━━━ RECORDS TO USE

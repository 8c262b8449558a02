//! Built-in alarm tones synthesized as sine sequences; no audio assets.

use crate::error::AppError;
use cpal::traits::{DeviceTrait, HostTrait, StreamTrait};
use cpal::StreamConfig;
use std::sync::atomic::{AtomicBool, Ordering};
use std::sync::{Arc, Mutex};
use tracing::warn;

pub const DEFAULT_RINGTONE_ID: u8 = 1;
/// Pause between repeats of the tone sequence, in milliseconds.
const REPEAT_GAP_MS: u32 = 300;
const PEAK_GAIN: f32 = 0.3;
const FLOOR_GAIN: f32 = 0.01;

/// One catalog entry: a note sequence (Hz, 0 = rest) played at a fixed
/// per-note spacing.
#[derive(Debug, Clone, Copy, PartialEq, Eq)]
pub struct Ringtone {
    pub id: u8,
    pub name: &'static str,
    pub notes: &'static [u16],
    pub tempo_ms: u32,
}

pub const RINGTONES: [Ringtone; 10] = [
    Ringtone { id: 1, name: "Classic Bell", notes: &[880, 0, 880, 0, 880], tempo_ms: 200 },
    Ringtone { id: 2, name: "Gentle Chime", notes: &[523, 659, 784, 1047], tempo_ms: 300 },
    Ringtone { id: 3, name: "Alarm Clock", notes: &[800, 0, 800, 0, 800, 0, 800], tempo_ms: 150 },
    Ringtone { id: 4, name: "Melody Rise", notes: &[440, 494, 523, 587, 659, 698, 784, 880], tempo_ms: 180 },
    Ringtone { id: 5, name: "Digital Beep", notes: &[1200, 0, 1200, 0, 1200, 0], tempo_ms: 120 },
    Ringtone { id: 6, name: "Soft Wave", notes: &[330, 392, 440, 392, 330], tempo_ms: 350 },
    Ringtone { id: 7, name: "Piano Drop", notes: &[784, 659, 523, 440, 330], tempo_ms: 250 },
    Ringtone { id: 8, name: "Urgent Alert", notes: &[1000, 500, 1000, 500, 1000, 500], tempo_ms: 100 },
    Ringtone { id: 9, name: "Sparkle", notes: &[1047, 0, 880, 0, 1047, 0, 880, 0, 1047], tempo_ms: 130 },
    Ringtone { id: 10, name: "Trumpet Call", notes: &[523, 523, 523, 659, 784, 784], tempo_ms: 220 },
];

/// Look up a tone, falling back to the first entry for unknown ids.
pub fn ringtone_by_id(id: u8) -> &'static Ringtone {
    RINGTONES.iter().find(|tone| tone.id == id).unwrap_or(&RINGTONES[0])
}

/// Synthesize the playable sample buffer for a tone: each note occupies a
/// tempo-sized slot, sounds for 90% of it with an exponential decay from
/// peak to floor gain, and repeats are separated by a short gap.
pub fn render_samples(tone: &Ringtone, repeat: u32, sample_rate: u32) -> Vec<f32> {
    let slot = (sample_rate as u64 * tone.tempo_ms as u64 / 1000) as usize;
    let audible = slot * 9 / 10;
    let gap = (sample_rate as u64 * REPEAT_GAP_MS as u64 / 1000) as usize;

    let mut samples = Vec::with_capacity((slot * tone.notes.len() + gap) * repeat as usize);
    for round in 0..repeat {
        for &freq in tone.notes {
            if freq == 0 {
                samples.extend(std::iter::repeat_n(0.0, slot));
                continue;
            }
            for i in 0..slot {
                if i >= audible {
                    samples.push(0.0);
                    continue;
                }
                let t = i as f32 / sample_rate as f32;
                let envelope = PEAK_GAIN * (FLOOR_GAIN / PEAK_GAIN).powf(i as f32 / audible as f32);
                samples.push(envelope * (2.0 * std::f32::consts::PI * freq as f32 * t).sin());
            }
        }
        if round + 1 < repeat {
            samples.extend(std::iter::repeat_n(0.0, gap));
        }
    }
    samples
}

/// Cancel handle for an in-flight alarm.
#[derive(Debug, Clone)]
pub struct AlarmHandle {
    stopped: Arc<AtomicBool>,
}

impl AlarmHandle {
    fn new() -> Self {
        Self { stopped: Arc::new(AtomicBool::new(false)) }
    }

    fn inert() -> Self {
        let handle = Self::new();
        handle.stopped.store(true, Ordering::Relaxed);
        handle
    }

    pub fn stop(&self) {
        self.stopped.store(true, Ordering::Relaxed);
    }

    pub fn is_stopped(&self) -> bool {
        self.stopped.load(Ordering::Relaxed)
    }
}

/// Plays a tone a given number of repetitions without blocking the caller.
pub trait AlarmPlayer: Send {
    fn play(&self, ringtone_id: u8, repeat: u32) -> Result<AlarmHandle, AppError>;
}

/// No-op player for headless runs and tests.
pub struct SilentPlayer;

impl AlarmPlayer for SilentPlayer {
    fn play(&self, _ringtone_id: u8, _repeat: u32) -> Result<AlarmHandle, AppError> {
        Ok(AlarmHandle::inert())
    }
}

/// Default-output-device player. Playback runs on a detached thread so
/// reminder scans never block on audio.
pub struct CpalPlayer;

impl AlarmPlayer for CpalPlayer {
    fn play(&self, ringtone_id: u8, repeat: u32) -> Result<AlarmHandle, AppError> {
        let tone = ringtone_by_id(ringtone_id);
        let handle = AlarmHandle::new();
        let stopped = Arc::clone(&handle.stopped);
        std::thread::spawn(move || {
            if let Err(err) = play_blocking(tone, repeat, &stopped) {
                warn!("alarm playback failed: {err}");
            }
            stopped.store(true, Ordering::Relaxed);
        });
        Ok(handle)
    }
}

/// Pick a player from the environment; `CALCLI_SILENT_ALARM` disables
/// audio output entirely.
pub fn player_from_env() -> Box<dyn AlarmPlayer> {
    if std::env::var("CALCLI_SILENT_ALARM").is_ok() {
        Box::new(SilentPlayer)
    } else {
        Box::new(CpalPlayer)
    }
}

struct PlaybackBuffer {
    samples: Vec<f32>,
    position: usize,
    finished: bool,
}

fn play_blocking(tone: &Ringtone, repeat: u32, stopped: &Arc<AtomicBool>) -> Result<(), AppError> {
    let host = cpal::default_host();
    let device = host
        .default_output_device()
        .ok_or_else(|| AppError::io("no default output device"))?;
    let supported = device
        .default_output_config()
        .map_err(|err| AppError::io(format!("no output config: {err}")))?;
    let sample_rate = supported.sample_rate();
    let stream_config = StreamConfig {
        channels: 1,
        sample_rate,
        buffer_size: cpal::BufferSize::Default,
    };

    let buffer = Arc::new(Mutex::new(PlaybackBuffer {
        samples: render_samples(tone, repeat, sample_rate),
        position: 0,
        finished: false,
    }));
    let buffer_clone = Arc::clone(&buffer);

    let stream = device
        .build_output_stream(
            &stream_config,
            move |data: &mut [f32], _info: &cpal::OutputCallbackInfo| {
                let mut buf = match buffer_clone.lock() {
                    Ok(buf) => buf,
                    Err(_) => return,
                };
                for sample in data.iter_mut() {
                    if buf.position < buf.samples.len() {
                        *sample = buf.samples[buf.position];
                        buf.position += 1;
                    } else {
                        *sample = 0.0;
                        buf.finished = true;
                    }
                }
            },
            move |err| {
                warn!("audio output stream error: {err}");
            },
            None,
        )
        .map_err(|err| AppError::io(format!("failed to build output stream: {err}")))?;

    stream
        .play()
        .map_err(|err| AppError::io(format!("failed to start output stream: {err}")))?;

    loop {
        std::thread::sleep(std::time::Duration::from_millis(10));
        if stopped.load(Ordering::Relaxed) {
            break;
        }
        let finished = buffer
            .lock()
            .map(|buf| buf.finished)
            .unwrap_or(true);
        if finished {
            break;
        }
    }

    drop(stream);
    Ok(())
}
use std::io::{BufRead, BufReader, Read, Write};
use std::net::{TcpListener, TcpStream};
use std::path::PathBuf;
use std::process::Command;
use std::sync::{Arc, Mutex};
use std::time::{SystemTime, UNIX_EPOCH};

fn temp_path(file_name: &str) -> PathBuf {
    let nanos = SystemTime::now()
        .duration_since(UNIX_EPOCH)
        .unwrap()
        .as_nanos();
    std::env::temp_dir().join(format!("calcli-{nanos}-{file_name}"))
}

fn calcli(store_path: &PathBuf, api_url: &str) -> Command {
    let mut command = Command::new(env!("CARGO_BIN_EXE_calcli"));
    command
        .env("CALCLI_STORE_PATH", store_path)
        .env("CALCLI_CONFIG_PATH", temp_path("no-config.json"))
        .env("CALCLI_DISABLE_NOTIFICATIONS", "1")
        .env("CALCLI_SILENT_ALARM", "1")
        .env("CALCLI_API_URL", api_url);
    command
}

fn seed_store(store_path: &PathBuf) {
    let content = serde_json::json!({
        "schema_version": 1,
        "schedules": [
            {
                "id": "sched-local",
                "task_name": "Local Standup",
                "start_time": "2026-06-15T09:00:00Z",
                "end_time": "2026-06-15T10:00:00Z",
                "status": "Not Started",
                "mode": "Online",
                "reminder_minutes": 10,
                "created_at": "2026-06-01T00:00:00Z"
            }
        ]
    });
    std::fs::write(store_path, serde_json::to_string_pretty(&content).unwrap()).unwrap();
}

fn remote_record() -> serde_json::Value {
    serde_json::json!({
        "id": "remote-42",
        "task_name": "Budget Review",
        "start_time": "2026-06-15T14:00:00Z",
        "end_time": "2026-06-15T15:00:00Z",
        "status": "Not Started",
        "mode": "Online",
        "reminder_minutes": 10,
        "created_at": "2026-06-01T00:00:00Z"
    })
}

/// Minimal canned HTTP service: answers GET/PUT/DELETE for the
/// `remote-42` record and logs every request line it sees.
fn spawn_stub_service() -> (String, Arc<Mutex<Vec<String>>>) {
    let listener = TcpListener::bind("127.0.0.1:0").unwrap();
    let base_url = format!("http://{}", listener.local_addr().unwrap());
    let log = Arc::new(Mutex::new(Vec::new()));
    let thread_log = Arc::clone(&log);

    std::thread::spawn(move || {
        for stream in listener.incoming() {
            let Ok(stream) = stream else { break };
            handle_request(stream, &thread_log);
        }
    });

    (base_url, log)
}

fn handle_request(stream: TcpStream, log: &Mutex<Vec<String>>) {
    let mut reader = BufReader::new(stream);
    let mut request_line = String::new();
    if reader.read_line(&mut request_line).is_err() {
        return;
    }
    let mut parts = request_line.split_whitespace();
    let method = parts.next().unwrap_or_default().to_string();
    let path = parts.next().unwrap_or_default().to_string();

    let mut content_length = 0usize;
    loop {
        let mut header = String::new();
        if reader.read_line(&mut header).is_err() || header.trim().is_empty() {
            break;
        }
        if let Some(value) = header.to_ascii_lowercase().strip_prefix("content-length:") {
            content_length = value.trim().parse().unwrap_or(0);
        }
    }
    let mut body = vec![0u8; content_length];
    if content_length > 0 && reader.read_exact(&mut body).is_err() {
        return;
    }

    log.lock().unwrap().push(format!("{method} {path}"));

    let (status, payload) = match (method.as_str(), path.as_str()) {
        ("GET", "/schedules/remote-42/") => ("200 OK", remote_record().to_string()),
        // echo the submitted record back, the way the service responds
        // to a successful update
        ("PUT", "/schedules/remote-42/") => {
            ("200 OK", String::from_utf8_lossy(&body).into_owned())
        }
        ("DELETE", "/schedules/remote-42/") => ("200 OK", "{}".to_string()),
        _ => ("404 Not Found", "{}".to_string()),
    };

    let response = format!(
        "HTTP/1.1 {status}\r\nContent-Type: application/json\r\nContent-Length: {}\r\nConnection: close\r\n\r\n{payload}",
        payload.len()
    );
    let mut stream = reader.into_inner();
    let _ = stream.write_all(response.as_bytes());
}

/// A loopback URL nothing listens on; connections are refused at once.
fn dead_remote_url() -> String {
    let listener = TcpListener::bind("127.0.0.1:0").unwrap();
    let url = format!("http://{}", listener.local_addr().unwrap());
    drop(listener);
    url
}

#[test]
fn edit_updates_remote_record_without_touching_local_store() {
    let store_path = temp_path("remote-edit.json");
    let (base_url, log) = spawn_stub_service();

    let output = calcli(&store_path, &base_url)
        .args(["--json", "edit", "remote-42", "--reminder", "30"])
        .output()
        .expect("failed to run edit command");

    assert!(output.status.success(), "stderr: {}", String::from_utf8_lossy(&output.stderr));
    let parsed: serde_json::Value =
        serde_json::from_str(&String::from_utf8_lossy(&output.stdout)).expect("json output");
    assert_eq!(parsed["id"], "remote-42");
    assert_eq!(parsed["reminder_minutes"], 30);
    assert!(parsed["updated_at"].is_string());

    let requests = log.lock().unwrap().clone();
    assert!(requests.contains(&"GET /schedules/remote-42/".to_string()), "saw: {requests:?}");
    assert!(requests.contains(&"PUT /schedules/remote-42/".to_string()), "saw: {requests:?}");
    assert!(!store_path.exists(), "remote edit must not create a local store");
}

#[test]
fn delete_contacts_remote_before_local() {
    let store_path = temp_path("remote-delete.json");
    let (base_url, log) = spawn_stub_service();

    let output = calcli(&store_path, &base_url)
        .args(["delete", "remote-42"])
        .output()
        .expect("failed to run delete command");

    assert!(output.status.success(), "stderr: {}", String::from_utf8_lossy(&output.stderr));
    let requests = log.lock().unwrap().clone();
    assert!(requests.contains(&"DELETE /schedules/remote-42/".to_string()), "saw: {requests:?}");
}

#[test]
fn show_reads_remote_record() {
    let store_path = temp_path("remote-show.json");
    let (base_url, _log) = spawn_stub_service();

    let output = calcli(&store_path, &base_url)
        .args(["--json", "show", "remote-42"])
        .output()
        .expect("failed to run show command");

    assert!(output.status.success(), "stderr: {}", String::from_utf8_lossy(&output.stderr));
    let parsed: serde_json::Value =
        serde_json::from_str(&String::from_utf8_lossy(&output.stdout)).expect("json output");
    assert_eq!(parsed["id"], "remote-42");
    assert_eq!(parsed["task_name"], "Budget Review");
}

#[test]
fn add_falls_back_to_local_store_when_remote_is_down() {
    let store_path = temp_path("fallback-add.json");

    let output = calcli(&store_path, &dead_remote_url())
        .args(["--json", "add", "Budget Review", "--start", "2026-06-15 09:00"])
        .output()
        .expect("failed to run add command");

    assert!(output.status.success(), "stderr: {}", String::from_utf8_lossy(&output.stderr));
    let stored: serde_json::Value =
        serde_json::from_str(&std::fs::read_to_string(&store_path).unwrap()).expect("stored json");
    std::fs::remove_file(&store_path).ok();
    assert_eq!(stored["schedules"][0]["task_name"], "Budget Review");
}

#[test]
fn list_falls_back_to_local_store_when_remote_is_down() {
    let store_path = temp_path("fallback-list.json");
    seed_store(&store_path);

    let output = calcli(&store_path, &dead_remote_url())
        .args(["--json", "list", "--year", "2026", "--month", "6"])
        .output()
        .expect("failed to run list command");

    std::fs::remove_file(&store_path).ok();
    assert!(output.status.success(), "stderr: {}", String::from_utf8_lossy(&output.stderr));
    let parsed: serde_json::Value =
        serde_json::from_str(&String::from_utf8_lossy(&output.stdout)).expect("json output");
    assert_eq!(parsed[0]["id"], "sched-local");
}

#[test]
fn edit_falls_back_to_local_store_when_remote_is_down() {
    let store_path = temp_path("fallback-edit.json");
    seed_store(&store_path);

    let output = calcli(&store_path, &dead_remote_url())
        .args(["--json", "edit", "sched-local", "--reminder", "30"])
        .output()
        .expect("failed to run edit command");

    assert!(output.status.success(), "stderr: {}", String::from_utf8_lossy(&output.stderr));
    let stored: serde_json::Value =
        serde_json::from_str(&std::fs::read_to_string(&store_path).unwrap()).expect("stored json");
    std::fs::remove_file(&store_path).ok();
    assert_eq!(stored["schedules"][0]["reminder_minutes"], 30);
}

━━━━━━

Copy, please, exactly the lines that start at the first line of the data and end at the line containing "const FLOOR_GAIN: f32 = 0.01;", both kept and no others.

repository 8c262b8449558a02
//! Built-in alarm tones synthesized as sine sequences; no audio assets.

use crate::error::AppError;
use cpal::traits::{DeviceTrait, HostTrait, StreamTrait};
use cpal::StreamConfig;
use std::sync::atomic::{AtomicBool, Ordering};
use std::sync::{Arc, Mutex};
use tracing::warn;

pub const DEFAULT_RINGTONE_ID: u8 = 1;
/// Pause between repeats of the tone sequence, in milliseconds.
const REPEAT_GAP_MS: u32 = 300;
const PEAK_GAIN: f32 = 0.3;
const FLOOR_GAIN: f32 = 0.01;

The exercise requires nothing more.